How do I feel? I feel good. My homework has been asking a lot about what I want to achieve in life. I am a little flaky on this. I don’t really feel I have definite goals. Of course I want to complete the course and become a health coach. I want to earn a good salary but my biggest desire is to be healthy and ultimately canSer free. I’m wondering If I took that out of my thoughts if I would be clearer on my other desires. I just keep thinking I just want to be happy. But what would make me happy? It all goes back to being in perfect health, working at home with clients, having a few trips abroad seeing parts of the world I have never seen, spending regular time with my family and friends. Not much I don’t think. I don’t want for anything. I am so lucky in that respect. I want a nice house and garden and a future to live with my hubby til we are old and grey. I think you want less when you have been faced with canSer. It really puts things into perspective.

I feel almost complete. I just need to stay healthy. Other than that I’m really happy and achieving all the things I desire.

I’m going to miss mum when I go home in the morning and I never want to leave but I am looking forward to my own bed,my kitty and most of all my gorgeous hubby…. Upcited!!!!

 

Feeling Christmassy…… Happy first advent for yesterday X

We made a flying visit to Duderstadt this time and high tailed it to Cologne. We stayed there about a year ago but this time it was better because of the Christmas markets! No one does Christmas like the Germans and in Cologne there were about seven markets full of Christmas cheer and so many smells and foods and drinks and gifts and musicians playing. We have had two days of lapping up happiness and it feels so good to really let our worries go just for now.

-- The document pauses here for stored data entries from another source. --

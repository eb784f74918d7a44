use anyhow::{anyhow, Result};
use serde::Deserialize;
use std::path::Path;
use std::time::Duration;

use crate::coords::DEFAULT_REPORT_INTERVAL;
use crate::frame::{DEFAULT_FPS, DEFAULT_HEIGHT, DEFAULT_WIDTH};
use crate::sim::DEFAULT_RADIUS;

const DEFAULT_SIGNALING_HOST: &str = "127.0.0.1";
const DEFAULT_SIGNALING_PORT: u16 = 1234;
const DEFAULT_LINK_HOST: &str = "127.0.0.1";
const DEFAULT_LINK_PORT: u16 = 0;
const DEFAULT_CONNECT_TIMEOUT_MS: u64 = 30_000;
const MAX_FPS: u32 = 240;

#[derive(Debug, Deserialize, Default)]
struct TrackConfigFile {
    video: Option<VideoConfigFile>,
    signaling: Option<EndpointConfigFile>,
    link: Option<EndpointConfigFile>,
    tracker: Option<TrackerConfigFile>,
}

#[derive(Debug, Deserialize, Default)]
struct VideoConfigFile {
    width: Option<u32>,
    height: Option<u32>,
    fps: Option<u32>,
    radius: Option<i32>,
}

#[derive(Debug, Deserialize, Default)]
struct EndpointConfigFile {
    host: Option<String>,
    port: Option<u16>,
    connect_timeout_ms: Option<u64>,
}

#[derive(Debug, Deserialize, Default)]
struct TrackerConfigFile {
    report_interval_ms: Option<u64>,
    max_backlog: Option<usize>,
}

#[derive(Debug, Clone)]
pub struct TrackConfig {
    pub video: VideoSettings,
    pub signaling: EndpointSettings,
    pub link: EndpointSettings,
    pub report_interval: Duration,
    /// `None` keeps the detection queue unbounded.
    pub max_backlog: Option<usize>,
}

#[derive(Debug, Clone)]
pub struct VideoSettings {
    pub width: u32,
    pub height: u32,
    pub fps: u32,
    pub radius: i32,
}

#[derive(Debug, Clone)]
pub struct EndpointSettings {
    pub host: String,
    pub port: u16,
    pub connect_timeout: Duration,
}

impl Default for TrackConfig {
    fn default() -> Self {
        Self::from_file(TrackConfigFile::default())
    }
}

impl TrackConfig {
    /// Defaults, then the JSON file named by `BALL_TRACK_CONFIG`, then
    /// `BALL_TRACK_*` overrides.
    pub fn load() -> Result<Self> {
        let config_path = std::env::var("BALL_TRACK_CONFIG").ok();
        let file_cfg = match config_path.as_deref() {
            Some(path) => Some(read_config_file(Path::new(path))?),
            None => None,
        };
        let mut cfg = Self::from_file(file_cfg.unwrap_or_default());
        cfg.apply_env()?;
        cfg.validate()?;
        Ok(cfg)
    }

    fn from_file(file: TrackConfigFile) -> Self {
        let video = file.video.unwrap_or_default();
        let signaling = file.signaling.unwrap_or_default();
        let link = file.link.unwrap_or_default();
        let tracker = file.tracker.unwrap_or_default();
        Self {
            video: VideoSettings {
                width: video.width.unwrap_or(DEFAULT_WIDTH),
                height: video.height.unwrap_or(DEFAULT_HEIGHT),
                fps: video.fps.unwrap_or(DEFAULT_FPS),
                radius: video.radius.unwrap_or(DEFAULT_RADIUS),
            },
            signaling: EndpointSettings {
                host: signaling
                    .host
                    .unwrap_or_else(|| DEFAULT_SIGNALING_HOST.to_string()),
                port: signaling.port.unwrap_or(DEFAULT_SIGNALING_PORT),
                connect_timeout: Duration::from_millis(
                    signaling
                        .connect_timeout_ms
                        .unwrap_or(DEFAULT_CONNECT_TIMEOUT_MS),
                ),
            },
            link: EndpointSettings {
                host: link.host.unwrap_or_else(|| DEFAULT_LINK_HOST.to_string()),
                port: link.port.unwrap_or(DEFAULT_LINK_PORT),
                connect_timeout: Duration::from_millis(
                    link.connect_timeout_ms.unwrap_or(DEFAULT_CONNECT_TIMEOUT_MS),
                ),
            },
            report_interval: tracker
                .report_interval_ms
                .map(Duration::from_millis)
                .unwrap_or(DEFAULT_REPORT_INTERVAL),
            max_backlog: tracker.max_backlog,
        }
    }

    fn apply_env(&mut self) -> Result<()> {
        if let Ok(fps) = std::env::var("BALL_TRACK_FPS") {
            self.video.fps = fps
                .parse()
                .map_err(|_| anyhow!("BALL_TRACK_FPS must be an integer frame rate"))?;
        }
        if let Ok(host) = std::env::var("BALL_TRACK_SIGNALING_HOST") {
            if !host.trim().is_empty() {
                self.signaling.host = host;
            }
        }
        if let Ok(port) = std::env::var("BALL_TRACK_SIGNALING_PORT") {
            self.signaling.port = port
                .parse()
                .map_err(|_| anyhow!("BALL_TRACK_SIGNALING_PORT must be a port number"))?;
        }
        if let Ok(port) = std::env::var("BALL_TRACK_LINK_PORT") {
            self.link.port = port
                .parse()
                .map_err(|_| anyhow!("BALL_TRACK_LINK_PORT must be a port number"))?;
        }
        if let Ok(interval) = std::env::var("BALL_TRACK_REPORT_INTERVAL_MS") {
            let millis: u64 = interval.parse().map_err(|_| {
                anyhow!("BALL_TRACK_REPORT_INTERVAL_MS must be an integer number of milliseconds")
            })?;
            self.report_interval = Duration::from_millis(millis);
        }
        if let Ok(backlog) = std::env::var("BALL_TRACK_MAX_BACKLOG") {
            let backlog = backlog.trim();
            self.max_backlog = if backlog.is_empty() || backlog == "0" {
                None
            } else {
                Some(backlog.parse().map_err(|_| {
                    anyhow!("BALL_TRACK_MAX_BACKLOG must be a frame count (0 for unbounded)")
                })?)
            };
        }
        Ok(())
    }

    pub fn validate(&self) -> Result<()> {
        let video = &self.video;
        if video.width == 0 || video.height == 0 {
            return Err(anyhow!("video dimensions must be non-zero"));
        }
        if video.fps == 0 || video.fps > MAX_FPS {
            return Err(anyhow!("fps must be between 1 and {}", MAX_FPS));
        }
        let min_side = video.width.min(video.height) as i64;
        if video.radius <= 0 || 2 * video.radius as i64 >= min_side {
            return Err(anyhow!(
                "radius {} must be positive and below half of {}x{}",
                video.radius,
                video.width,
                video.height
            ));
        }
        if self.report_interval.is_zero() {
            return Err(anyhow!("report interval must be greater than zero"));
        }
        if self.max_backlog == Some(0) {
            return Err(anyhow!("max_backlog must be at least 1 when set"));
        }
        if self.signaling.host.trim().is_empty() || self.link.host.trim().is_empty() {
            return Err(anyhow!("signaling and link hosts must not be empty"));
        }
        Ok(())
    }
}

fn read_config_file(path: &Path) -> Result<TrackConfigFile> {
    let raw = std::fs::read_to_string(path)
        .map_err(|e| anyhow!("failed to read config file {}: {}", path.display(), e))?;
    let cfg = serde_json::from_str(&raw)
        .map_err(|e| anyhow!("invalid config file {}: {}", path.display(), e))?;
    Ok(cfg)
}

#[cfg(test)]
mod tests {
    use super::*;

    #[test]
    fn defaults_are_valid() {
        let cfg = TrackConfig::default();
        cfg.validate().unwrap();
        assert_eq!(cfg.video.width, 640);
        assert_eq!(cfg.video.height, 480);
        assert_eq!(cfg.video.fps, 30);
        assert_eq!(cfg.signaling.port, 1234);
        assert_eq!(cfg.link.port, 0);
        assert_eq!(cfg.report_interval, Duration::from_millis(33));
        assert_eq!(cfg.max_backlog, None);
    }

    #[test]
    fn rejects_out_of_range_values() {
        let mut cfg = TrackConfig::default();
        cfg.video.radius = 240;
        assert!(cfg.validate().is_err());

        let mut cfg = TrackConfig::default();
        cfg.video.fps = 0;
        assert!(cfg.validate().is_err());

        let mut cfg = TrackConfig::default();
        cfg.report_interval = Duration::ZERO;
        assert!(cfg.validate().is_err());

        let mut cfg = TrackConfig::default();
        cfg.max_backlog = Some(0);
        assert!(cfg.validate().is_err());
    }

    #[test]
    fn partial_file_keeps_defaults() {
        let file: TrackConfigFile =
            serde_json::from_str(r#"{"video": {"fps": 15}, "tracker": {"max_backlog": 4}}"#)
                .unwrap();
        let cfg = TrackConfig::from_file(file);
        assert_eq!(cfg.video.fps, 15);
        assert_eq!(cfg.video.width, 640);
        assert_eq!(cfg.max_backlog, Some(4));
        assert_eq!(cfg.signaling.host, "127.0.0.1");
    }
}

That’s what life is all about…But… You know me I love going home.

We made an epic journey yesterday all the way to the UK and once home got stuck into getting Christmassy here. Pete went hunting and gathering for our tree and although it is not decorated yet it feels so special here already. We dug out candles and sang some Christmas carols for the first advent.

Now I’m settled it’s back to work for a few days before we fly back to Germany next week for the actual vaccinations.I have so much to be thankful for and it’s lovely how Pete and I miss each other today already. (Is this making other people sick?! Ha-ha!)

It’s funny you never know what’s round the corner… I leaped and bounded this morning and then fell of my rebounder spraining my ankle! Doh.. I have RICE’d it and it seems fine. I will not let this stop me. I have to exercise its good for my health even if it’s dangerous!